Today, when you hear of an Indian entrepreneur running a software and training solutions firm in the US, it doesn’t sound so remarkable. When you realize that the firm was started over two decades ago, long before India was known as ‘knowledge economy’, or when you realize that most of her customer base includes departments and agencies of the US—remarkable seems inadequate a term.
The journey for Dolly Oberoi, CEO of C2 Technologies, Inc, a first-generation Indian, was riddled with challenges. Visiting the US to look for technology solutions for her mother’s educational society, Dolly realized that it wasn’t going to be as simple as that. There were no ready solutions, so she decided to obtain a Masters in Interactive Technologies from Harvard University. “The day I landed in the US [in 1984], Apple introduced the Mac. With 200 bucks in my pocket and a backpack, I decided to embark on my own entrepreneurial journey that continues today,” says Dolly.
In 1989, Dolly started C2 Technologies, Inc as an e-learning solutions company. Initially the going was tough—not because of her country of origin but more because of her lack of experience and because she was a woman in a male-dominated industry. Using Harvard as her calling card certainly helped, as did her persistence and creative thinking. She says, “I always say that entrepreneurship is not about starting companies. It is about being resourceful, thinking outside of the box, and being innovative, to make things happen.”
Over the years, the company has grown consistently—even growing in these challenging economic times. Today, the firm services 100 marquee clients, including the Department of Defense. It has grown to be a USD 60 million company and aims to grow to USD 100 million soon.

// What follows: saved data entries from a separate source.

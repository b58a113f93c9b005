use crate::error::{ExtractError, Result};
use reqwest::blocking::{Client, Response};
use reqwest::StatusCode;
use std::time::Duration;
use tracing::{debug, info};

/// Blocking HTTP GET for the dump.
///
/// The returned [`Response`] implements `Read` and streams the body; dropping
/// it closes the connection.
#[derive(Debug, Clone)]
pub struct DumpFetcher {
    client: Client,
}

impl DumpFetcher {
    /// No overall timeout: a full dump body streams for hours.
    pub fn new() -> Result<Self> {
        let client = Client::builder()
            .timeout(None::<Duration>)
            .build()
            .map_err(ExtractError::HttpClient)?;
        Ok(Self { client })
    }

    pub fn with_client(client: Client) -> Self {
        Self { client }
    }

    pub fn fetch(&self, url: &str) -> Result<Response> {
        info!(url, "Downloading dump");

        let response = self
            .client
            .get(url)
            .send()
            .map_err(|source| ExtractError::Fetch {
                url: url.to_string(),
                source,
            })?;

        let status = response.status();
        if status != StatusCode::OK {
            return Err(ExtractError::BadStatus {
                url: url.to_string(),
                status,
            });
        }

        debug!(
            status = %status,
            content_length = ?response.content_length(),
            "Dump response received"
        );
        Ok(response)
    }
}
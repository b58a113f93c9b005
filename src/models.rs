use crate::content::{extract_abstract, page_url};

/// One `<page>` element as read from the dump, before any filtering.
#[derive(Debug, Clone, Default, PartialEq, Eq)]
pub struct RawPage {
    pub title: String,
    pub text: String,
}

/// One `<doc>` entry of the output document.
#[derive(Debug, Clone, PartialEq, Eq)]
pub struct Summary {
    pub title: String,
    pub url: String,
    /// Always non-empty.
    pub abstract_text: String,
}

impl Summary {
    /// Returns `None` when the page has no usable first paragraph.
    pub fn from_page(page: RawPage) -> Option<Self> {
        let abstract_text = extract_abstract(&page.text)?;
        let url = page_url(&page.title);
        Some(Self {
            title: page.title,
            url,
            abstract_text,
        })
    }
}
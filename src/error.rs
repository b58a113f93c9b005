use reqwest::StatusCode;
use std::path::PathBuf;
use thiserror::Error;

/// Every way a run can fail. All of them abort the run.
#[derive(Debug, Error)]
pub enum ExtractError {
    #[error("failed to build HTTP client")]
    HttpClient(#[source] reqwest::Error),

    #[error("failed to download dump from {url}")]
    Fetch {
        url: String,
        #[source]
        source: reqwest::Error,
    },

    #[error("bad status from {url}: {status}")]
    BadStatus { url: String, status: StatusCode },

    #[error("failed to read decompressed dump stream")]
    Decompress(#[source] quick_xml::Error),

    #[error("XML token error at byte {position}")]
    Tokenize {
        position: usize,
        #[source]
        source: quick_xml::Error,
    },

    #[error("failed to decode record element at byte {position}")]
    Decode {
        position: usize,
        #[source]
        source: quick_xml::Error,
    },

    #[error("dump ended inside record element (title: {title:?})")]
    UnexpectedEof { title: String },

    #[error("failed to write output document")]
    Write(#[source] quick_xml::Error),

    #[error("failed to create output file: {}", .path.display())]
    CreateOutput {
        path: PathBuf,
        #[source]
        source: std::io::Error,
    },
}

impl ExtractError {
    pub(crate) fn write_io(err: std::io::Error) -> Self {
        ExtractError::Write(err.into())
    }
}

pub type Result<T> = std::result::Result<T, ExtractError>;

Today, Dolly’s country of origin is obviously a plus in her favour, given the acceptance of India as a major player in the area of technology. It is not unusual to come across Indians leading technology practices across the country. Says Dolly, “In fact, there are at least 25 people of Indian origin heading the technology divisions in various US government agencies. Even President Obama’s Chief Technology Officer (CTO) is a PIO.” Indians continue to be regarded very highly in the US.
Dolly’s involvement in the Indian community is extensive. She is part of the Washington DC chapter of The Indus Entrepreneurs (TiE). She also continues to support her parents’ Oberoi Education Society in New Delhi, India.

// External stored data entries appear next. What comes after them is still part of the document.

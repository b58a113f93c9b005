use crate::config::{PARAGRAPH_BREAK, WIKI_BASE_URL};

/// Returns the first paragraph (text before the first blank line), trimmed.
/// `None` if that paragraph is empty.
pub fn extract_abstract(text: &str) -> Option<String> {
    let lead = text
        .split_once(PARAGRAPH_BREAK)
        .map_or(text, |(lead, _)| lead)
        .trim();

    if lead.is_empty() {
        None
    } else {
        Some(lead.to_string())
    }
}

/// Spaces become underscores; nothing else is escaped.
pub fn page_url(title: &str) -> String {
    let mut url = String::with_capacity(WIKI_BASE_URL.len() + title.len());
    url.push_str(WIKI_BASE_URL);
    url.push_str(&title.replace(' ', "_"));
    url
}
//! Boundary collaborators: depth map loading, stereogram saving and
//! interactive display. The core never touches the filesystem itself.

use std::path::Path;

use image::GrayImage;
use log::debug;

use crate::{RdsError, RdsResult};

/// Load an image from disk and convert it to 8-bit greyscale.
pub fn load_depth_map<P: AsRef<Path>>(path: P) -> RdsResult<GrayImage> {
    let path = path.as_ref();
    debug!("loading depth map from {}", path.display());
    Ok(image::open(path)?.into_luma8())
}

/// Save a stereogram to `path`, picking the format from the extension.
pub fn save_stereogram<P: AsRef<Path>>(stereogram: &GrayImage, path: P) -> RdsResult<()> {
    let path = path.as_ref();
    debug!("saving stereogram to {}", path.display());
    stereogram.save(path)?;
    Ok(())
}

/// Hand an image file to the platform viewer without waiting on it.
pub fn display_file<P: AsRef<Path>>(path: P) -> RdsResult<()> {
    duct::cmd!(viewer_command(), path.as_ref()).start()?;
    Ok(())
}

/// Show a stereogram interactively by writing it to a temporary PNG and
/// opening that in the platform viewer. The file is left behind for the
/// viewer, which may load it lazily.
pub fn display_stereogram(stereogram: &GrayImage) -> RdsResult<()> {
    let path = tempfile::Builder::new()
        .prefix("rds-")
        .suffix(".png")
        .tempfile()?
        .into_temp_path()
        .keep()
        .map_err(|e| RdsError::Io(e.error))?;
    stereogram.save(&path)?;
    display_file(&path)
}

fn viewer_command() -> &'static str {
    if cfg!(target_os = "macos") {
        "open"
    } else if cfg!(target_os = "windows") {
        "explorer"
    } else {
        "xdg-open"
    }
}
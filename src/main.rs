use std::path::PathBuf;

use anyhow::{Context, Result};
use clap::Parser;
use log::info;
use rand::rngs::StdRng;
use rand::SeedableRng;

use rds_rs::{generate, generate_with_rng, io, RdsOptions};

/// Create random dot stereograms.
#[derive(Parser, Debug)]
#[command(version, about)]
struct Args {
    /// Greyscale reference depth image (darker = lower, lighter = nearer)
    ref_image: PathBuf,

    /// Output file name; when omitted both images are shown interactively
    #[arg(long)]
    outfile: Option<PathBuf>,

    /// Levels of 3D depth
    #[arg(long, default_value_t = 24)]
    levels: i32,

    /// Create a stereogram for parallel viewing
    #[arg(long)]
    parallel: bool,

    /// Seed the noise generator for reproducible output
    #[arg(long)]
    seed: Option<u64>,
}

fn main() -> Result<()> {
    env_logger::init();
    let args = Args::parse();

    let depth = io::load_depth_map(&args.ref_image)
        .with_context(|| format!("failed to load {}", args.ref_image.display()))?;
    info!("loaded {}x{} depth map", depth.width(), depth.height());

    let opts = RdsOptions {
        levels: args.levels,
        parallel: args.parallel,
    };
    let stereogram = match args.seed {
        Some(seed) => generate_with_rng(&depth, &opts, &mut StdRng::seed_from_u64(seed)),
        None => generate(&depth, &opts),
    }?;

    match args.outfile {
        Some(outfile) => io::save_stereogram(&stereogram, &outfile)
            .with_context(|| format!("failed to save {}", outfile.display()))?,
        None => {
            io::display_file(&args.ref_image)
                .with_context(|| format!("failed to show {}", args.ref_image.display()))?;
            io::display_stereogram(&stereogram).context("failed to show stereogram")?;
        }
    }
    Ok(())
}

While she is an NRI, Dolly sees herself as more of a global citizen. Her team enjoys the trust of some of the most critical government agencies and companies in the US. Her journey hasn’t gone unnoticed. She has several accolades to her credit, including the Bravo Award, INDUS Women Leaders Award, Pride of India, the Women Who Mean Business award, and a finalist as an Ernst and Young Entrepreneur of the Year. It was under her leadership that C˛ was a finalist for GovCon’s prestigious Contractor of the Year award. For someone who came as a tourist, Dolly Oberoi has certainly come a long way!